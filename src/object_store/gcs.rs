use std::time::{Duration, Instant};

use async_trait::async_trait;
use bytes::Bytes;
use reqwest::Client;
use serde::Deserialize;

use super::{encode_segment, validate_key, BlobStore, ObjectStoreError};

const API_BASE: &str = "https://storage.googleapis.com/storage/v1";
const UPLOAD_BASE: &str = "https://storage.googleapis.com/upload/storage/v1";
/// Refresh this long before the token's reported expiry.
const TOKEN_REFRESH_MARGIN: Duration = Duration::from_secs(300);

/// Google Cloud Storage blob store.
///
/// GCS objects are immutable, so `append` uploads the chunk as a part object
/// and composes it onto the end of the target, and `rename` is a server-side
/// rewrite followed by a delete of the source.
pub struct GcsStore {
    bucket: String,
    client: Client,
    access_token: tokio::sync::RwLock<CachedToken>,
    credentials_file: Option<String>,
}

#[derive(Debug, Clone)]
struct CachedToken {
    value: String,
    expires_at: Instant,
}

impl CachedToken {
    fn is_fresh(&self, now: Instant) -> bool {
        now + TOKEN_REFRESH_MARGIN < self.expires_at
    }
}

#[derive(Deserialize)]
struct ServiceAccountKey {
    client_email: String,
    private_key: String,
    token_uri: String,
}

#[derive(Deserialize)]
struct TokenResponse {
    access_token: String,
    #[serde(default = "default_expires_in")]
    expires_in: u64,
}

fn default_expires_in() -> u64 {
    3600
}

impl TokenResponse {
    fn into_cached(self, now: Instant) -> CachedToken {
        CachedToken {
            value: self.access_token,
            expires_at: now + Duration::from_secs(self.expires_in),
        }
    }
}

#[derive(Deserialize)]
struct ObjectMetadata {
    /// GCS reports sizes as decimal strings.
    size: String,
}

impl GcsStore {
    pub async fn new(bucket: &str, credentials_file: Option<&str>) -> Result<Self, anyhow::Error> {
        let client = Client::builder().build()?;
        let credentials_file = credentials_file.map(|s| s.to_string());
        let token = fetch_token(&client, credentials_file.as_deref()).await?;

        Ok(Self {
            bucket: bucket.to_string(),
            client,
            access_token: tokio::sync::RwLock::new(token),
            credentials_file,
        })
    }

    /// Current access token, refreshed when close to expiry.
    async fn token(&self) -> Result<String, ObjectStoreError> {
        {
            let cached = self.access_token.read().await;
            if cached.is_fresh(Instant::now()) {
                return Ok(cached.value.clone());
            }
        }

        let mut cached = self.access_token.write().await;
        // Another caller may have refreshed while we waited
        if !cached.is_fresh(Instant::now()) {
            *cached = fetch_token(&self.client, self.credentials_file.as_deref())
                .await
                .map_err(|e| ObjectStoreError::Backend(format!("GCS token refresh failed: {e}")))?;
            tracing::debug!("Refreshed GCS access token");
        }
        Ok(cached.value.clone())
    }

    fn upload_url(&self, key: &str) -> String {
        format!(
            "{UPLOAD_BASE}/b/{}/o?uploadType=media&name={}",
            self.bucket,
            encode_segment(key)
        )
    }

    fn object_url(&self, key: &str) -> String {
        format!("{API_BASE}/b/{}/o/{}", self.bucket, encode_segment(key))
    }

    fn compose_url(&self, key: &str) -> String {
        format!("{}/compose", self.object_url(key))
    }

    fn rewrite_url(&self, from: &str, to: &str) -> String {
        format!(
            "{}/rewriteTo/b/{}/o/{}",
            self.object_url(from),
            self.bucket,
            encode_segment(to)
        )
    }

    async fn check(resp: reqwest::Response, action: &str) -> Result<(), ObjectStoreError> {
        if resp.status().is_success() {
            return Ok(());
        }
        Err(Self::failure(resp, action).await)
    }

    async fn failure(resp: reqwest::Response, action: &str) -> ObjectStoreError {
        let status = resp.status();
        let body = resp.text().await.unwrap_or_default();
        ObjectStoreError::Backend(format!("GCS {action} failed ({status}): {body}"))
    }
}

#[async_trait]
impl BlobStore for GcsStore {
    async fn write(&self, key: &str, data: Bytes) -> Result<u64, ObjectStoreError> {
        validate_key(key)?;
        let len = data.len() as u64;
        let resp = self
            .client
            .post(self.upload_url(key))
            .bearer_auth(self.token().await?)
            .header("Content-Type", "application/octet-stream")
            .body(data)
            .send()
            .await
            .map_err(|e| ObjectStoreError::Backend(e.to_string()))?;
        Self::check(resp, "upload").await?;
        Ok(len)
    }

    async fn append(&self, key: &str, data: Bytes) -> Result<(), ObjectStoreError> {
        validate_key(key)?;
        if self.size(key).await?.is_none() {
            return Err(ObjectStoreError::NotFound(key.to_string()));
        }

        let token = self.token().await?;
        let part = format!("{key}.part-{}", uuid::Uuid::new_v4());
        self.write(&part, data).await?;

        let body = serde_json::json!({
            "sourceObjects": [{ "name": key }, { "name": part }],
            "destination": { "contentType": "application/octet-stream" },
        });
        let result = self
            .client
            .post(self.compose_url(key))
            .bearer_auth(token)
            .json(&body)
            .send()
            .await
            .map_err(|e| ObjectStoreError::Backend(e.to_string()));

        let composed = match result {
            Ok(resp) => Self::check(resp, "compose").await,
            Err(e) => Err(e),
        };

        if let Err(e) = self.delete(&part).await {
            tracing::warn!(part = %part, error = %e, "Failed to delete GCS part object");
        }
        composed
    }

    async fn rename(&self, from: &str, to: &str) -> Result<(), ObjectStoreError> {
        validate_key(from)?;
        validate_key(to)?;

        // Large objects may need several rewrite calls
        let mut rewrite_token: Option<String> = None;
        loop {
            let mut req = self
                .client
                .post(self.rewrite_url(from, to))
                .bearer_auth(self.token().await?)
                .json(&serde_json::json!({}));
            if let Some(ref t) = rewrite_token {
                req = req.query(&[("rewriteToken", t.as_str())]);
            }
            let resp = req
                .send()
                .await
                .map_err(|e| ObjectStoreError::Backend(e.to_string()))?;

            if resp.status() == reqwest::StatusCode::NOT_FOUND {
                return Err(ObjectStoreError::NotFound(from.to_string()));
            }
            if !resp.status().is_success() {
                return Err(Self::failure(resp, "rewrite").await);
            }

            let body: serde_json::Value = resp
                .json()
                .await
                .map_err(|e| ObjectStoreError::Backend(e.to_string()))?;
            if body.get("done").and_then(|d| d.as_bool()).unwrap_or(false) {
                break;
            }
            rewrite_token = body
                .get("rewriteToken")
                .and_then(|t| t.as_str())
                .map(|t| t.to_string());
            if rewrite_token.is_none() {
                return Err(ObjectStoreError::Backend(
                    "GCS rewrite returned neither done nor rewriteToken".to_string(),
                ));
            }
        }

        self.delete(from).await
    }

    async fn delete(&self, key: &str) -> Result<(), ObjectStoreError> {
        validate_key(key)?;
        let resp = self
            .client
            .delete(self.object_url(key))
            .bearer_auth(self.token().await?)
            .send()
            .await
            .map_err(|e| ObjectStoreError::Backend(e.to_string()))?;

        // 404 is fine -- object already gone
        if resp.status() == reqwest::StatusCode::NOT_FOUND {
            return Ok(());
        }
        Self::check(resp, "delete").await
    }

    async fn size(&self, key: &str) -> Result<Option<u64>, ObjectStoreError> {
        validate_key(key)?;
        let resp = self
            .client
            .get(self.object_url(key))
            .bearer_auth(self.token().await?)
            .send()
            .await
            .map_err(|e| ObjectStoreError::Backend(e.to_string()))?;

        if resp.status() == reqwest::StatusCode::NOT_FOUND {
            return Ok(None);
        }
        if !resp.status().is_success() {
            return Err(Self::failure(resp, "metadata").await);
        }

        let meta: ObjectMetadata = resp
            .json()
            .await
            .map_err(|e| ObjectStoreError::Backend(e.to_string()))?;
        meta.size
            .parse()
            .map(Some)
            .map_err(|_| ObjectStoreError::Backend(format!("invalid object size '{}'", meta.size)))
    }

    async fn get(&self, key: &str) -> Result<Bytes, ObjectStoreError> {
        validate_key(key)?;
        self.download(key, None).await
    }

    /// Objects are immutable, so truncation rewrites the retained prefix.
    async fn truncate(&self, key: &str, len: u64) -> Result<(), ObjectStoreError> {
        validate_key(key)?;
        let current = self
            .size(key)
            .await?
            .ok_or_else(|| ObjectStoreError::NotFound(key.to_string()))?;
        if current == len {
            return Ok(());
        }
        if current < len {
            return Err(ObjectStoreError::Backend(format!(
                "cannot truncate {key} from {current} up to {len} bytes"
            )));
        }

        let prefix = if len == 0 {
            Bytes::new()
        } else {
            self.download(key, Some(len)).await?
        };
        if prefix.len() as u64 != len {
            return Err(ObjectStoreError::Backend(format!(
                "GCS range read of {key} returned {} bytes, wanted {len}",
                prefix.len()
            )));
        }
        self.write(key, prefix).await?;
        Ok(())
    }
}

impl GcsStore {
    /// Fetch object bytes, optionally only the first `limit` bytes.
    async fn download(&self, key: &str, limit: Option<u64>) -> Result<Bytes, ObjectStoreError> {
        let mut req = self
            .client
            .get(self.object_url(key))
            .query(&[("alt", "media")])
            .bearer_auth(self.token().await?);
        if let Some(limit) = limit {
            req = req.header("Range", format!("bytes=0-{}", limit - 1));
        }
        let resp = req
            .send()
            .await
            .map_err(|e| ObjectStoreError::Backend(e.to_string()))?;

        if resp.status() == reqwest::StatusCode::NOT_FOUND {
            return Err(ObjectStoreError::NotFound(key.to_string()));
        }
        if !resp.status().is_success() {
            return Err(Self::failure(resp, "download").await);
        }

        resp.bytes()
            .await
            .map_err(|e| ObjectStoreError::Backend(e.to_string()))
    }
}

async fn fetch_token(
    client: &Client,
    credentials_file: Option<&str>,
) -> Result<CachedToken, anyhow::Error> {
    let now = Instant::now();
    let resp = match credentials_file {
        Some(path) => token_from_service_account(client, path).await?,
        None => token_from_metadata_server(client).await?,
    };
    Ok(resp.into_cached(now))
}

async fn token_from_service_account(
    client: &Client,
    path: &str,
) -> Result<TokenResponse, anyhow::Error> {
    let key_json = tokio::fs::read_to_string(path).await?;
    let key: ServiceAccountKey = serde_json::from_str(&key_json)?;

    let now = chrono::Utc::now().timestamp();
    let claims = serde_json::json!({
        "iss": key.client_email,
        "scope": "https://www.googleapis.com/auth/devstorage.read_write",
        "aud": key.token_uri,
        "iat": now,
        "exp": now + 3600,
    });

    let header = base64_url_encode(&serde_json::to_vec(&serde_json::json!({
        "alg": "RS256",
        "typ": "JWT"
    }))?);
    let payload = base64_url_encode(&serde_json::to_vec(&claims)?);
    let unsigned = format!("{header}.{payload}");

    let signature = sign_rs256(unsigned.as_bytes(), &key.private_key)?;
    let jwt = format!("{unsigned}.{}", base64_url_encode(&signature));

    let resp: TokenResponse = client
        .post(&key.token_uri)
        .form(&[
            ("grant_type", "urn:ietf:params:oauth:grant-type:jwt-bearer"),
            ("assertion", &jwt),
        ])
        .send()
        .await?
        .json()
        .await?;

    Ok(resp)
}

async fn token_from_metadata_server(client: &Client) -> Result<TokenResponse, anyhow::Error> {
    let resp: TokenResponse = client
        .get("http://metadata.google.internal/computeMetadata/v1/instance/service-accounts/default/token")
        .header("Metadata-Flavor", "Google")
        .send()
        .await?
        .json()
        .await?;

    Ok(resp)
}

fn base64_url_encode(data: &[u8]) -> String {
    use base64::Engine;
    base64::engine::general_purpose::URL_SAFE_NO_PAD.encode(data)
}

fn sign_rs256(data: &[u8], private_key_pem: &str) -> Result<Vec<u8>, anyhow::Error> {
    // Strip PEM headers and decode base64
    let der_b64: String = private_key_pem
        .lines()
        .filter(|line| !line.starts_with("-----"))
        .collect();
    let der = base64::Engine::decode(&base64::engine::general_purpose::STANDARD, &der_b64)?;

    let key_pair = ring::signature::RsaKeyPair::from_pkcs8(&der)
        .map_err(|e| anyhow::anyhow!("Failed to parse RSA key: {e}"))?;

    let mut signature = vec![0u8; key_pair.public().modulus_len()];
    key_pair
        .sign(
            &ring::signature::RSA_PKCS1_SHA256,
            &ring::rand::SystemRandom::new(),
            data,
            &mut signature,
        )
        .map_err(|e| anyhow::anyhow!("Failed to sign: {e}"))?;

    Ok(signature)
}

========================================================================

Requirement:
Provide the number of lines above in which the word "immutable" appears, with no further words.

Response for this exercise:
2